Прошло несколько месяцев, и Алый подрос. Он стал кое-что понимать. Он понимал, например, что Кошкин – это Кошкин, мужик хороший, который кулаком только грозится. Теперь уж, когда Кошкин бросал палку, Алый так рассуждал: «Хоть это и не кость, а просто палка, ладно уж – принесу».
Он бежал за палкой и приносил ее Кошкину. И Кошкин радовался.
– Алый, – говорил он, – ты молодец. Вот получу из дому посылку – дам тебе кусок колбаски: пожуешь.
А Алый ничего не говорил, но так думал: «Что-то твои посылки, товарищ Кошкин, долго идут. Пока они дойдут, можно с голодухи ноги протянуть».
Но все же протягивать ноги Алый не собирался. Всех собак кормили хорошо, а Кошкин даже ходил на кухню клянчить кости. И будьте спокойны, Алый эти кости обгладывал моментально.
Вскоре Алый вырос и стал совсем хорошо слушаться Кошкина, потому что он полюбил Кошкина. И Кошкин Алого очень полюбил.
Когда Кошкин получал из дому посылку, он, конечно, делился, давал чего-нибудь и Алому пожевать.
Алый посылок ниоткуда не получал, но думал так: «Если б я получил посылку, я бы тебе, Кошкин, тоже отвалил бы чего-нибудь повкуснее».
В общем, жили они душа в душу и любили друг друга все сильнее и сильнее. А это, что ни говорите, редко бывает.
Старший инструктор частенько говорил Кошкину:
«Кошкин! Ты должен воспитать такую собаку, чтоб и под воду и под воеводу!»
Кошкин плохо представлял себе, как Алый будет подлезать под воеводу, но у старшего инструктора была такая пословица, и с ней приходилось считаться.
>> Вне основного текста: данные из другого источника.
/// Reverse BSCALE/BZERO calibration: convert physical f64 values to raw
/// integer values using `raw = (physical - bzero) / bscale`.
///
/// The target BITPIX determines the output type. Values are rounded to the
/// nearest integer and clamped to the valid range for the target type.
pub fn reverse_bscale_bzero(
    physical: &[f64],
    bscale: f64,
    bzero: f64,
    bitpix: i64,
) -> Result<ImageData> {
    let inv = |v: f64| (v - bzero) / bscale;
    let round_clamp = |v: f64, lo: f64, hi: f64| -> f64 {
        let r = libm::round(v);
        if r < lo {
            lo
        } else if r > hi {
            hi
        } else {
            r
        }
    };
    match bitpix {
        8 => {
            let pixels: Vec<u8> = physical
                .iter()
                .map(|&v| round_clamp(inv(v), 0.0, 255.0) as u8)
                .collect();
            Ok(ImageData::U8(pixels))
        }
        16 => {
            let pixels: Vec<i16> = physical
                .iter()
                .map(|&v| round_clamp(inv(v), i16::MIN as f64, i16::MAX as f64) as i16)
                .collect();
            Ok(ImageData::I16(pixels))
        }
        32 => {
            let pixels: Vec<i32> = physical
                .iter()
                .map(|&v| round_clamp(inv(v), i32::MIN as f64, i32::MAX as f64) as i32)
                .collect();
            Ok(ImageData::I32(pixels))
        }
        64 => {
            let pixels: Vec<i64> = physical
                .iter()
                .map(|&v| round_clamp(inv(v), i64::MIN as f64, i64::MAX as f64) as i64)
                .collect();
            Ok(ImageData::I64(pixels))
        }
        -32 => {
            let pixels: Vec<f32> = physical.iter().map(|&v| inv(v) as f32).collect();
            Ok(ImageData::F32(pixels))
        }
        -64 => {
            let pixels: Vec<f64> = physical.iter().map(|&v| inv(v)).collect();
            Ok(ImageData::F64(pixels))
        }
        other => Err(Error::Bitpix(other)),
    }
}

/// Build a complete image HDU with BSCALE/BZERO keywords.
///
/// Takes physical `f64` values, reverse-applies BSCALE/BZERO to produce raw
/// pixel data at the specified BITPIX, and includes the calibration keywords
/// in the header so that readers can recover the physical values.
pub fn build_image_hdu_with_scaling(
    bitpix: i64,
    naxes: &[usize],
    physical: &[f64],
    bscale: f64,
    bzero: f64,
) -> Result<Vec<u8>> {
    let raw = reverse_bscale_bzero(physical, bscale, bzero, bitpix)?;
    let mut cards = build_primary_header(bitpix, naxes)?;

    let is_non_default = bscale != 1.0 || bzero != 0.0;
    if is_non_default {
        fn make_card(keyword: &str, value: Value) -> Card {
            let mut kw = [b' '; 8];
            let bytes = keyword.as_bytes();
            let len = bytes.len().min(8);
            kw[..len].copy_from_slice(&bytes[..len]);
            Card {
                keyword: kw,
                value: Some(value),
                comment: None,
            }
        }
        cards.push(make_card("BSCALE", Value::Float(bscale)));
        cards.push(make_card("BZERO", Value::Float(bzero)));
    }

    let header_bytes = serialize_header(&cards)?;
    let data_bytes = serialize_image(&raw);

    let mut hdu = Vec::with_capacity(header_bytes.len() + data_bytes.len());
    hdu.extend_from_slice(&header_bytes);
    hdu.extend_from_slice(&data_bytes);
    Ok(hdu)
}

// ---- Image region/section/row functions ----

/// Returns the number of bytes per pixel for a given BITPIX value.
pub fn bytes_per_pixel(bitpix: i64) -> Result<usize> {
    match bitpix {
        8 | 16 | 32 | 64 | -32 | -64 => Ok((bitpix.unsigned_abs() / 8) as usize),
        _ => Err(Error::Bitpix(bitpix)),
    }
}

/// Extract the BITPIX value and axis dimensions from an HDU.
fn hdu_bitpix_naxes(hdu: &Hdu) -> Result<(i64, &[usize])> {
    match &hdu.info {
        HduInfo::Primary { bitpix, naxes } | HduInfo::Image { bitpix, naxes } => {
            Ok((*bitpix, naxes))
        }
        _ => Err(Error::HeaderConsistency(String::from("not an image HDU"))),
    }
}

/// Decode a contiguous byte slice into an `ImageData` variant based on BITPIX.
fn decode_pixels(raw: &[u8], bitpix: i64) -> Result<ImageData> {
    bytes_per_pixel(bitpix)?; // validate
    match bitpix {
        8 => Ok(ImageData::U8(raw.to_vec())),
        16 => {
            let mut pixels: Vec<i16> = pod_collect_to_vec(raw);
            for v in &mut pixels {
                *v = i16::from_be(*v);
            }
            Ok(ImageData::I16(pixels))
        }
        32 => {
            let mut pixels: Vec<i32> = pod_collect_to_vec(raw);
            for v in &mut pixels {
                *v = i32::from_be(*v);
            }
            Ok(ImageData::I32(pixels))
        }
        64 => {
            let mut pixels: Vec<i64> = pod_collect_to_vec(raw);
            for v in &mut pixels {
                *v = i64::from_be(*v);
            }
            Ok(ImageData::I64(pixels))
        }
        -32 => {
            let mut pixels: Vec<f32> = pod_collect_to_vec(raw);
            for v in &mut pixels {
                *v = f32::from_bits(u32::from_be(v.to_bits()));
            }
            Ok(ImageData::F32(pixels))
        }
        -64 => {
            let mut pixels: Vec<f64> = pod_collect_to_vec(raw);
            for v in &mut pixels {
                *v = f64::from_bits(u64::from_be(v.to_bits()));
            }
            Ok(ImageData::F64(pixels))
        }
        _ => Err(Error::Bitpix(bitpix)),
    }
}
Целыми днями, с утра и до вечера, Кошкин учил Алого. Конечно, Алый быстро понял, что значит «сидеть», «лежать», «к ноге» и «вперед».
Как-то Кошкин дал ему понюхать драную тряпку. Тряпка как тряпка. Ничего особенного.
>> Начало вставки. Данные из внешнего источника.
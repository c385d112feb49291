use alloc::string::String;

/// All errors that can occur while parsing, assembling, or writing FITS
/// files. The set is closed: every fallible operation in this crate returns
/// one of these variants, never an ad-hoc string error.
#[derive(Debug)]
pub enum Error {
    /// `validate_filename` rejected a name: missing/wrong extension, or a
    /// blank stem.
    Filename(String),
    /// A protected `create`/`save_as`/`copy`/`collect` refused to overwrite
    /// an existing file.
    FileExists(String),
    /// Non-ASCII byte in a card record. Carries the card's 0-based index.
    CardEncoding(usize),
    /// String value missing its closing quote. Carries the card index.
    CardString(usize),
    /// Numeric value failed to parse. Carries the card index.
    CardValue(usize),
    /// Unknown TFORM/TDISP type character.
    FormatKind(String),
    /// TFORM/TDISP width was zero or absent where required.
    FormatWidth(String),
    /// Attempt to delete or rename a mandatory card.
    MandatoryKeyword(&'static str),
    /// Mandatory keywords disagree with the payload or each other.
    HeaderConsistency(String),
    /// No END card was found within the scanned header blocks.
    HeaderUnterminated,
    /// Unsupported BITPIX value.
    Bitpix(i64),
    /// A data block was shorter than its header-declared length.
    TruncatedFile,
    /// An HDU index was out of range.
    HduIndex(usize),
    /// An I/O error from the standard library, for failures (permissions,
    /// missing directories, ...) that are not one of the kinds above.
    #[cfg(feature = "std")]
    Io(std::io::Error),
}

/// Convenience alias used throughout the crate.
pub type Result<T> = core::result::Result<T, Error>;

impl core::fmt::Display for Error {
    fn fmt(&self, f: &mut core::fmt::Formatter<'_>) -> core::fmt::Result {
        match self {
            Error::Filename(s) => write!(f, "invalid filename: {s}"),
            Error::FileExists(s) => write!(f, "file already exists: {s}"),
            Error::CardEncoding(i) => write!(f, "non-ASCII byte in card {i}"),
            Error::CardString(i) => write!(f, "unterminated string value in card {i}"),
            Error::CardValue(i) => write!(f, "invalid value in card {i}"),
            Error::FormatKind(s) => write!(f, "unknown format type character: {s}"),
            Error::FormatWidth(s) => write!(f, "invalid or missing format width: {s}"),
            Error::MandatoryKeyword(kw) => {
                write!(f, "cannot delete or rename mandatory keyword: {kw}")
            }
            Error::HeaderConsistency(s) => write!(f, "inconsistent header: {s}"),
            Error::HeaderUnterminated => write!(f, "header has no END card"),
            Error::Bitpix(v) => write!(f, "unsupported BITPIX value: {v}"),
            Error::TruncatedFile => write!(f, "data block truncated before declared length"),
            Error::HduIndex(i) => write!(f, "HDU index {i} out of range"),
            #[cfg(feature = "std")]
            Error::Io(e) => write!(f, "I/O error: {e}"),
        }
    }
}

#[cfg(feature = "std")]
impl std::error::Error for Error {
    fn source(&self) -> Option<&(dyn std::error::Error + 'static)> {
        match self {
            Error::Io(e) => Some(e),
            _ => None,
        }
    }
}

#[cfg(feature = "std")]
impl From<std::io::Error> for Error {
    fn from(e: std::io::Error) -> Self {
        Error::Io(e)
    }
}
Но Кошкин настойчиво совал ее Алому под нос. Делать было вроде особенно нечего, поэтому Алый нюхал тряпку и нанюхался до одурения. Потом Кошкин тряпку убрал, а сам куда-то ушел и вернулся только часа через два.
– Пошли, – сказал он Алому, и они вышли во двор.
Там, во дворе, стояли какие-то люди, закутанные в толстые балахоны. Они стояли спокойно, руками не махали и только смотрели на Алого во все глаза. И вдруг волной хлестнул запах от одного из них – Алый зарычал и бросился к этому человеку, потому что так точно пахла тряпка, какую давал ему Кошкин.
– Ну что ж, – сказал старший инструктор, который стоял неподалеку, – с чутьем у Алого все в порядке, но это еще не самое главное.
…Однажды Кошкин посадил Алого в пограничную машину «ГАЗ-69». В машине их уже ожидал старший инструктор. Алый сразу же хотел укусить старшего инструктора, но Кошкин сказал ему:
– Сидеть!
«Я, конечно, могу укусить и сидя, – подумал Алый, – но вижу, елки-палки, что этого делать не следует».